ISO 2768 Tolerance Charts: The Full Value Tables

This is what engineers are actually looking for these days. Every value is an acceptable tolerance, unless stated, in mm, extracted from the ISO 2768-1 (linear, radius/chamfer, angular) and ISO 2768-2 (geometric) tables. First, locate your nominal size range from the left column, and then go across to your class.

Linear dimensions, permissible deviations (±mm)

Nominal length (mm) f (fine) m (medium) c (coarse) v (very coarse)
0.5 up to 3 ±0.05 ±0.1 ±0.2
over 3 up to 6 ±0.05 ±0.1 ±0.3 ±0.5
over 6 up to 30 ±0.1 ±0.2 ±0.5 ±1.0
over 30 up to 120 ±0.15 ±0.3 ±0.8 ±1.5
over 120 up to 400 ±0.2 ±0.5 ±1.2 ±2.5
over 400 up to 1000 ±0.3 ±0.8 ±2.0 ±4.0
over 1000 up to 2000 ±0.5 ±1.2 ±3.0 ±6.0
over 2000 up to 4000 ±2.0 ±4.0 ±8.0

External radius & chamfer heights, permissible deviations (±mm)

Nominal size (mm) f m c v
0.5 up to 3 ±0.2 ±0.2 ±0.4 ±0.4
over 3 up to 6 ±0.5 ±0.5 ±1.0 ±1.0
over 6 ±1.0 ±1.0 ±2.0 ±2.0

Angular dimensions, permissible deviations

Shorter side length (mm) f m c v
up to 10 ±1° ±1° ±1°30′ ±3°
over 10 up to 50 ±0°30′ ±0°30′ ±1° ±2°
over 50 up to 120 ±0°20′ ±0°20′ ±0°30′ ±1°
over 120 up to 400 ±0°10′ ±0°10′ ±0°15′ ±0°30′
over 400 ±0°5′ ±0°5′ ±0°10′ ±0°20′

Geometrical tolerances- ISO 2768-2, classification H / K / L (mm)

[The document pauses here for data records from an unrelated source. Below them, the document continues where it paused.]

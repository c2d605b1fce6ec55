//! Handler for every OpenAI-compatible upstream: the cloud aggregator,
//! direct OpenAI, GLM, and all local servers.

use std::sync::Arc;

use async_trait::async_trait;
use axum::{body::Bytes, response::Response};
use eventsource_stream::Eventsource;
use futures::StreamExt;
use secrecy::ExposeSecret;
use serde_json::json;
use tokio::sync::mpsc;

use super::{Handler, HandlerContext, check_capabilities, credential, input_estimate, sse_response, upstream_error};
use crate::{
    adapter,
    detect::{self, DEFAULT_CONTEXT_WINDOW},
    error::{ProxyError, ProxyResult},
    http_client::http_client,
    middleware::{MiddlewareChain, ReasoningReplay},
    protocol::{
        anthropic::MessagesRequest,
        openai::{ChatChunk, ChunkDelta},
    },
    prune,
    registry::{ProviderDescriptor, Route},
    retry,
    stream::{PING_INTERVAL, StreamMachine, UpstreamDelta},
    tracker::SessionTracker,
    translate::{self, ToolSummarization},
};

const DEFAULT_KEEP_ALIVE: &str = "30m";

pub struct OpenAiHandler {
    provider: ProviderDescriptor,
    model: String,
    client: reqwest::Client,
    ctx: Arc<HandlerContext>,
    middleware: MiddlewareChain,
    tracker: Arc<SessionTracker>,
    window: tokio::sync::OnceCell<u32>,
}

impl OpenAiHandler {
    pub fn new(route: Route, ctx: &Arc<HandlerContext>) -> Self {
        let middleware = MiddlewareChain::new(vec![Arc::new(ReasoningReplay::new(ctx.replay_cache.clone()))]);

        let tracker = Arc::new(SessionTracker::new(
            route.provider.name,
            &route.model_name,
            route.provider.local,
            DEFAULT_CONTEXT_WINDOW,
            &ctx.status_dir,
            ctx.port,
        ));

        Self {
            provider: route.provider,
            model: route.model_name,
            client: http_client(),
            ctx: ctx.clone(),
            middleware,
            tracker,
            window: tokio::sync::OnceCell::new(),
        }
    }

    async fn context_window(&self) -> u32 {
        *self
            .window
            .get_or_init(|| async {
                let (window, source) = detect::detect_context_window(
                    &self.client,
                    &self.provider,
                    &self.model,
                    self.ctx.config.context_window_override,
                    &self.ctx.model_cache,
                )
                .await;

                log::info!(
                    "Context window for {}/{}: {window} ({source:?})",
                    self.provider.name,
                    self.model
                );
                self.tracker.set_context_window(window);
                window
            })
            .await
    }

    fn translation_options(&self) -> translate::openai::TranslationOptions {
        translate::openai::TranslationOptions {
            simple_format: self.provider.capabilities.simple_format,
            summarization: ToolSummarization::Off,
            no_think: self.ctx.config.qwen_no_think && self.model.to_ascii_lowercase().contains("qwen"),
        }
    }

    fn apply_sampling(&self, chat: &mut crate::protocol::openai::ChatRequest) {
        let sampling = &self.ctx.config.sampling;

        if let Some(temperature) = sampling.temperature {
            chat.temperature = Some(temperature);
        }
        if let Some(top_p) = sampling.top_p {
            chat.top_p = Some(top_p);
        }
        if let Some(top_k) = sampling.top_k {
            chat.top_k = Some(top_k);
        }
        if let Some(min_p) = sampling.min_p {
            chat.min_p = Some(min_p);
        }
        if let Some(penalty) = sampling.repetition_penalty {
            chat.repetition_penalty = Some(penalty);
        }
    }
}

#[async_trait]
impl Handler for OpenAiHandler {
    async fn handle(&self, mut request: MessagesRequest, raw_body: Bytes) -> ProxyResult<Response> {
        let key = credential(&self.provider)?;
        check_capabilities(&self.provider, &request, &self.model)?;

        if self.provider.local && !detect::check_health(&self.client, &self.provider.base_url, &self.ctx.health_cache).await
        {
            return Err(ProxyError::Connection {
                url: self.provider.base_url.clone(),
                reason: format!("server is not responding; is it running? ({})", self.provider.hint_url),
            });
        }

        let window = self.context_window().await;
        prune::maybe_prune(&mut request, self.tracker.context_used(), window);

        let adapter = adapter::select(&self.model);
        let mut chat = translate::openai::to_chat_request(&request, &self.model, &self.translation_options());
        chat.stream = true;

        adapter.prepare_openai(&mut chat, &request);
        self.apply_sampling(&mut chat);

        if self.provider.ollama_options {
            let keep_alive = self
                .ctx
                .config
                .ollama_keep_alive
                .clone()
                .unwrap_or_else(|| DEFAULT_KEEP_ALIVE.to_string());

            chat.options = Some(json!({
                "num_ctx": window.max(DEFAULT_CONTEXT_WINDOW),
                "keep_alive": keep_alive,
            }));
        }

        self.middleware.before_request(&mut chat);

        let url = format!("{}{}", self.provider.base_url, self.provider.api_path);
        let mut builder = self.client.post(&url).json(&chat);
        if let Some(key) = &key {
            builder = builder.bearer_auth(key.expose_secret());
        }

        let response = retry::send_with_retry(builder, &url).await?;
        if !response.status().is_success() {
            return Err(upstream_error(&self.provider, &self.model, response).await);
        }

        let (sender, receiver) = mpsc::unbounded_channel();
        let tools = request.tools.clone().unwrap_or_default();
        let tracker = self.tracker.clone();

        let mut machine = StreamMachine::new(
            Box::new(sender.clone()),
            adapter,
            tools,
            self.middleware.clone(),
            request.model.clone(),
            input_estimate(&raw_body),
            Box::new(move |usage| {
                tracker.record(usage);
            }),
        );
        machine.start();

        let url_for_errors = url.clone();
        tokio::spawn(async move {
            let mut events = response.bytes_stream().eventsource();
            let mut ping = tokio::time::interval(PING_INTERVAL);
            ping.set_missed_tick_behavior(tokio::time::MissedTickBehavior::Skip);

            loop {
                tokio::select! {
                    maybe_event = events.next() => match maybe_event {
                        Some(Ok(event)) => {
                            if event.data.trim() == "[DONE]" {
                                machine.finalize(None);
                                break;
                            }

                            match serde_json::from_str::<ChatChunk>(&event.data) {
                                Ok(chunk) => feed_chunk(&mut machine, chunk),
                                // A malformed chunk must not tear down the stream.
                                Err(e) => log::debug!("Skipping malformed upstream chunk: {e}"),
                            }

                            if machine.is_finalized() {
                                break;
                            }
                        }
                        Some(Err(e)) => {
                            let error = ProxyError::Connection {
                                url: url_for_errors.clone(),
                                reason: e.to_string(),
                            };
                            machine.finalize(Some(&error));
                            break;
                        }
                        None => {
                            machine.finalize(None);
                            break;
                        }
                    },
                    _ = ping.tick() => {
                        if sender.is_closed() {
                            log::debug!("Client disconnected, cancelling upstream read");
                            let error = ProxyError::Internal(Some("client disconnected".to_string()));
                            machine.finalize(Some(&error));
                            break;
                        }
                        machine.maybe_ping();
                    }
                }
            }
        });

        Ok(sse_response(receiver))
    }

    fn descriptor(&self) -> &ProviderDescriptor {
        &self.provider
    }

    fn tracker(&self) -> &SessionTracker {
        &self.tracker
    }
}

/// Translates one parsed chunk into machine deltas.
fn feed_chunk(machine: &mut StreamMachine, chunk: ChatChunk) {
    if let Some(usage) = chunk.usage {
        machine.process(UpstreamDelta::Usage {
            input: usage.prompt_tokens,
            output: usage.completion_tokens,
        });
    }

    for choice in chunk.choices {
        machine.observe_chunk(&choice.delta);
        feed_delta(machine, choice.delta);

        if let Some(reason) = choice.finish_reason {
            machine.process(UpstreamDelta::Finish(reason));
        }
    }
}

fn feed_delta(machine: &mut StreamMachine, delta: ChunkDelta) {
    // Reasoning first: upstreams emit it before answer text, and the
    // interlock needs the thinking block closed before text opens.
    if let Some(reasoning) = delta.reasoning {
        machine.process(UpstreamDelta::Reasoning(reasoning));
    }
    if let Some(reasoning) = delta.reasoning_content {
        machine.process(UpstreamDelta::Reasoning(reasoning));
    }
    for detail in delta.reasoning_details.into_iter().flatten() {
        machine.process(UpstreamDelta::ReasoningDetail(detail));
    }

    if let Some(content) = delta.content
        && !content.is_empty()
    {
        machine.process(UpstreamDelta::Text(content));
    }

    for (position, call) in delta.tool_calls.into_iter().flatten().enumerate() {
        let index = call.index.unwrap_or(position);

        if let Some(function) = call.function {
            if let Some(name) = function.name {
                machine.process(UpstreamDelta::ToolCallStart {
                    index,
                    id: call.id,
                    name,
                });
            }

            if let Some(args) = function.arguments
                && !args.is_empty()
            {
                machine.process(UpstreamDelta::ToolCallArgs { index, args });
            }
        }
    }
}

#[cfg(test)]
mod tests {
    use serde_json::json;

    use super::*;
    use crate::{
        middleware::MiddlewareChain,
        protocol::anthropic::{BlockStart, StreamEvent},
        stream::EventSink,
    };
    use std::sync::Mutex;

    #[derive(Clone, Default)]
    struct SharedSink(Arc<Mutex<Vec<StreamEvent>>>);

    impl EventSink for SharedSink {
        fn send(&mut self, event: StreamEvent) {
            self.0.lock().expect("sink lock").push(event);
        }
    }

    fn machine(sink: SharedSink) -> StreamMachine {
        StreamMachine::new(
            Box::new(sink),
            Box::new(crate::adapter::DefaultAdapter),
            vec![],
            MiddlewareChain::default(),
            "test",
            0,
            Box::new(|_| {}),
        )
    }

    #[test]
    fn chunk_with_text_and_finish_feeds_through() {
        let sink = SharedSink::default();
        let mut machine = machine(sink.clone());
        machine.start();

        let chunk: ChatChunk = serde_json::from_value(json!({
            "choices": [{"delta": {"content": "hello"}, "finish_reason": "stop"}],
            "usage": {"prompt_tokens": 10, "completion_tokens": 2}
        }))
        .unwrap();

        feed_chunk(&mut machine, chunk);
        machine.finalize(None);

        let events = sink.0.lock().expect("sink lock");
        assert!(events.iter().any(|event| matches!(
            event,
            StreamEvent::ContentBlockStart {
                content_block: BlockStart::Text { .. },
                ..
            }
        )));
    }

    #[test]
    fn tool_call_deltas_use_upstream_index() {
        let sink = SharedSink::default();
        let mut machine = machine(sink.clone());
        machine.start();

        for data in [
            json!({"choices": [{"delta": {"tool_calls": [{"index": 0, "id": "call_1", "function": {"name": "Read", "arguments": ""}}]}}]}),
            json!({"choices": [{"delta": {"tool_calls": [{"index": 0, "function": {"arguments": "{\"file_path\":\"/tmp/a\"}"}}]}}]}),
            json!({"choices": [{"delta": {}, "finish_reason": "tool_calls"}]}),
        ] {
            feed_chunk(&mut machine, serde_json::from_value(data).unwrap());
        }
        machine.finalize(None);

        let events = sink.0.lock().expect("sink lock");
        let started = events.iter().any(|event| {
            matches!(
                event,
                StreamEvent::ContentBlockStart {
                    content_block: BlockStart::ToolUse { name, .. },
                    ..
                } if name == "Read"
            )
        });
        assert!(started, "tool block must be emitted");
    }
}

Feature / range (mm) H K L
Straightness/flatness, up to 10 0.02 0.05 0.1
Straightness/flatness, 30 up to 100 0.1 0.2 0.4
Straightness/flatness, 300 up to 1000 0.3 0.6 1.2
Perpendicularity, up to 100 0.2 0.4 0.6
Perpendicularity, 300 up to 1000 0.4 0.8 1.5
Symmetry, up to 100 0.5 0.6 0.6
Circular run-out (all sizes) 0.1 0.2 0.5

Is 0.05 mm a Good Tolerance?

At small scale, 0.05 mm represents a tight and high quality tolerance – for any length less than or equal to 6 mm on the ISO 2768-1 table it falls into the fine (f) class. It’s the smallest band offered by the general-tolerance table, and while a surface grinder or wire EDM is likely to achieve this it’s at the outer edge of what casual milling will hold. Whether it’s “good” depends on context; for a bearing bore this is still too loose (you’d use a specific fits table, say H7), but for a bracket clearance hole, it’s over-engineered. (To put it in perspective, a 0.05 mm tolerance on a 50 mm feature would be tighter than what the fine class allows – 0.15 mm – so always compare the tolerance to the nominal size.)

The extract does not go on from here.